The suite taxation shortfall will not change if the zoning changes to allow multi-resident suites. What will change, however, is that there will be more suites and more untaxed tenants. This has been confirmed by the secondary suite consultant and this is the experience in many other municipalities. Like many of those municipalities, and given our dire tax situation (an estimated 12% this year), we certainly cannot afford to subsidize more suites.
In the past few years, Oak Bay Council has shut down 3 multi-resident illegal suites in North Henderson. Now some members of Council want to legalize and allow multi-tenant suites. They are choosing to ignore that the number of illegal suites has grown significantly in other communities when they have adopted multi-tenant suite zoning. Saanich for example had 2000 prior to muti-tenant zoning legalization now they have 9,000.
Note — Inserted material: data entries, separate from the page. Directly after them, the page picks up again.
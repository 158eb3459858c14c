use anyhow::Result;
use crux_core::typegen::TypeGen;
use std::path::PathBuf;
use watering_config_core::{
    events::{FormEvent, ScanEvent, SocketEvent, UiEvent},
    types::{ConfigField, ConnectionState, FeatureToggle, PageState, ScanState},
    App,
};

fn main() -> Result<()> {
    println!("cargo:rerun-if-changed=../app");

    let mut gen = TypeGen::new();

    gen.register_app::<App>()?;

    // Explicitly register domain event enums to ensure all variants are traced
    gen.register_type::<SocketEvent>()?;
    gen.register_type::<ScanEvent>()?;
    gen.register_type::<FormEvent>()?;
    gen.register_type::<UiEvent>()?;

    // Explicitly register other enums to ensure all variants are traced
    gen.register_type::<ConfigField>()?;
    gen.register_type::<FeatureToggle>()?;
    gen.register_type::<ConnectionState>()?;
    gen.register_type::<PageState>()?;
    gen.register_type::<ScanState>()?;

    let output_root = PathBuf::from("./generated");

    gen.typescript("shared_types", output_root.join("typescript"))?;

    Ok(())
}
Victoria Taxpayer Citizen's Advocacy Group: "An analysis revealed that during the past 11 years operating costs in Saanich rose by a whopping 51.6% to $78.4 M, compared to 30.1% to $48.8 M in Victoria. During the same period, inflation increases were pegged at only 17.42 per cent”. However, "In 2020, the tax burden on a representative house was $5,744 in Saanich - Increased services fees in Saanich account for most of the difference".
Worse still these council members seem to be oblivious of the increased: safety issues, taxation burden and the many other harmful impacts. In fact, they have indicated they want as few existing resident-protections as possible. A “more-suites-the-better” zoning change would suit them just fine. It is unacceptable they did not declare their intention to eliminate single family neighbourhoods and state their preference to add more multi-resident , untaxed suites before the last election.
Attempts to stem the tide of illegal suites have been unsuccessful. Other communities continue to struggle with this, and have wasted millions of tax dollars on failed attempts to control the number (details on request)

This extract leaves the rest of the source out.